Collected data entries:
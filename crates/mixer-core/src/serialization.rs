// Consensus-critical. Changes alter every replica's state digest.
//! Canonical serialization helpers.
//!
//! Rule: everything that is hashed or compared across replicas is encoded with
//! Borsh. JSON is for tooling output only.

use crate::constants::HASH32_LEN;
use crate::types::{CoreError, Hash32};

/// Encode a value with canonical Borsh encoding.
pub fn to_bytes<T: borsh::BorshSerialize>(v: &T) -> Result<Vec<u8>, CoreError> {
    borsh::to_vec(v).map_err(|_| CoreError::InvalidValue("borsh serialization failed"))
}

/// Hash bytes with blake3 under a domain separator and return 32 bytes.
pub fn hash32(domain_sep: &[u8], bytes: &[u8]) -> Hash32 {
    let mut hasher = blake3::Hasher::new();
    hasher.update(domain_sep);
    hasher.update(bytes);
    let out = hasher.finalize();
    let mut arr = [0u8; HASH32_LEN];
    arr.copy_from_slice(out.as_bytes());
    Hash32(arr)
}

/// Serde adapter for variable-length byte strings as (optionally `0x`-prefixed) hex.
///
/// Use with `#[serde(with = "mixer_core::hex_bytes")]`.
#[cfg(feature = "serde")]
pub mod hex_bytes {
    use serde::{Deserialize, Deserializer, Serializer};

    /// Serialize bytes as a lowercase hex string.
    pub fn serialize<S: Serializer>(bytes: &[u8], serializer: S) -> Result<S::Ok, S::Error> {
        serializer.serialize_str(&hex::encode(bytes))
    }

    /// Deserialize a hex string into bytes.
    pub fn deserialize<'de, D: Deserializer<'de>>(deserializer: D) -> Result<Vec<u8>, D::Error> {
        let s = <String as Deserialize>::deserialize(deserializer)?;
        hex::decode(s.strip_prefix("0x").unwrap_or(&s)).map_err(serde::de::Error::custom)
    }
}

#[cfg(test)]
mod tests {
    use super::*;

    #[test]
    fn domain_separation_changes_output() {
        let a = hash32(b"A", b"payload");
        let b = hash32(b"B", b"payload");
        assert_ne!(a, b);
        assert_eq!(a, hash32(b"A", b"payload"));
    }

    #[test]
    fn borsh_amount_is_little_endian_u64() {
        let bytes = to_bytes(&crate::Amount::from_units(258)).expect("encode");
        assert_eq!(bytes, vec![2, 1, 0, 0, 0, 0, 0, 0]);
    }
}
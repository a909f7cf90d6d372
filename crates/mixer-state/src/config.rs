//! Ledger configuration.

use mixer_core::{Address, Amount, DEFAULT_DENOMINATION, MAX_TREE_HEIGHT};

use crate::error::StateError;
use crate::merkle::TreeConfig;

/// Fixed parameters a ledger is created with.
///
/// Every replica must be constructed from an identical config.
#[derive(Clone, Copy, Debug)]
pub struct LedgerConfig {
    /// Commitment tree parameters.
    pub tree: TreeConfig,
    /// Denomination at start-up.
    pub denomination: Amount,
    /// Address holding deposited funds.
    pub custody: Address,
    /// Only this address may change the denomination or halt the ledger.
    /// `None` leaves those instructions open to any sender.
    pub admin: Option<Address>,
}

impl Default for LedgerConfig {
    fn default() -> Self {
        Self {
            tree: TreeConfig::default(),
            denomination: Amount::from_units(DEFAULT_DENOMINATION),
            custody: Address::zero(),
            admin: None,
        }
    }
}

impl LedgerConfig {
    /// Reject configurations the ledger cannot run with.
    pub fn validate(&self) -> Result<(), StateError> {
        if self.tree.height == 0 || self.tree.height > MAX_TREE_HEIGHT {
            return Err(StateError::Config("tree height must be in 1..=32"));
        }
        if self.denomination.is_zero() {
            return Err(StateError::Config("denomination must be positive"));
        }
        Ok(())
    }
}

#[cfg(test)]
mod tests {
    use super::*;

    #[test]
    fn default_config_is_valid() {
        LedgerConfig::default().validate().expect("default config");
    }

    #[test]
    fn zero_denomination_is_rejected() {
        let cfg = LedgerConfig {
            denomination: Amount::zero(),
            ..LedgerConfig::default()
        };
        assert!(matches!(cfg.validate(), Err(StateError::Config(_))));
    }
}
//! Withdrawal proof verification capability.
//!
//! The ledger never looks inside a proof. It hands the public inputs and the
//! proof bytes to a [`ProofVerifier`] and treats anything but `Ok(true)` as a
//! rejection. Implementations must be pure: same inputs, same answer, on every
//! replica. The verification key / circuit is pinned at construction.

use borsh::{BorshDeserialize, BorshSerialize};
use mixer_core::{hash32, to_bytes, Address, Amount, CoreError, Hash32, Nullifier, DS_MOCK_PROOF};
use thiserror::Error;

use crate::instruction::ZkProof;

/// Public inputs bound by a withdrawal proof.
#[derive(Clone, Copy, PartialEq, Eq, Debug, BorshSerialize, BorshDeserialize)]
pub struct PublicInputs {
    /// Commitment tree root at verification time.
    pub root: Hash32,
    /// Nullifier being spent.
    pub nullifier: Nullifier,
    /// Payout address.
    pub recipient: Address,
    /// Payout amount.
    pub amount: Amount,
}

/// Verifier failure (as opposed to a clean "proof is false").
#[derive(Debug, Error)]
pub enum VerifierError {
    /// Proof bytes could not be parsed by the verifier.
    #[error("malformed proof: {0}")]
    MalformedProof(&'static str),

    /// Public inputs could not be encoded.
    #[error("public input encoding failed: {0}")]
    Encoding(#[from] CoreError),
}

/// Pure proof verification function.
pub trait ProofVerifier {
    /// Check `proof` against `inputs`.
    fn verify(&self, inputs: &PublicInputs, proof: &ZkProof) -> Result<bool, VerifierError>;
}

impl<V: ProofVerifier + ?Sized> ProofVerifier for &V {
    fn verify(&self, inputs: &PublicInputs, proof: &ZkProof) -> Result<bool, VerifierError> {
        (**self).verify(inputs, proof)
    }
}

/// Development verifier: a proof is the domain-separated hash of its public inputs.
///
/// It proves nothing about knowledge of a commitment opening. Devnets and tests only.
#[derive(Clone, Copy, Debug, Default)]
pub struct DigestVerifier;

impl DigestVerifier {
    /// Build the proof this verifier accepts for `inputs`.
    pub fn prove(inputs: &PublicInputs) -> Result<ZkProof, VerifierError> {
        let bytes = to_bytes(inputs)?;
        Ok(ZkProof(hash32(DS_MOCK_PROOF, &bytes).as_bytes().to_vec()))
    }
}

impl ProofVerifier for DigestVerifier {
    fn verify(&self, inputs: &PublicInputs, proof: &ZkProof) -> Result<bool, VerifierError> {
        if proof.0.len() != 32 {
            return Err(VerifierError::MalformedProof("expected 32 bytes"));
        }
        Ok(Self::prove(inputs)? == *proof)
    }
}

● **EXERCISE PROMPT**
When you reach the line containing "let out = hasher.finalize();" in the data above, start copying exactly, and stop after the line containing "assert_eq!(bytes, vec![2, 1, 0, 0, 0, 0, 0, 0]);".

● **YOUR RESPONSE**
    let out = hasher.finalize();
    let mut arr = [0u8; HASH32_LEN];
    arr.copy_from_slice(out.as_bytes());
    Hash32(arr)
}

/// Serde adapter for variable-length byte strings as (optionally `0x`-prefixed) hex.
///
/// Use with `#[serde(with = "mixer_core::hex_bytes")]`.
#[cfg(feature = "serde")]
pub mod hex_bytes {
    use serde::{Deserialize, Deserializer, Serializer};

    /// Serialize bytes as a lowercase hex string.
    pub fn serialize<S: Serializer>(bytes: &[u8], serializer: S) -> Result<S::Ok, S::Error> {
        serializer.serialize_str(&hex::encode(bytes))
    }

    /// Deserialize a hex string into bytes.
    pub fn deserialize<'de, D: Deserializer<'de>>(deserializer: D) -> Result<Vec<u8>, D::Error> {
        let s = <String as Deserialize>::deserialize(deserializer)?;
        hex::decode(s.strip_prefix("0x").unwrap_or(&s)).map_err(serde::de::Error::custom)
    }
}

#[cfg(test)]
mod tests {
    use super::*;

    #[test]
    fn domain_separation_changes_output() {
        let a = hash32(b"A", b"payload");
        let b = hash32(b"B", b"payload");
        assert_ne!(a, b);
        assert_eq!(a, hash32(b"A", b"payload"));
    }

    #[test]
    fn borsh_amount_is_little_endian_u64() {
        let bytes = to_bytes(&crate::Amount::from_units(258)).expect("encode");
        assert_eq!(bytes, vec![2, 1, 0, 0, 0, 0, 0, 0]);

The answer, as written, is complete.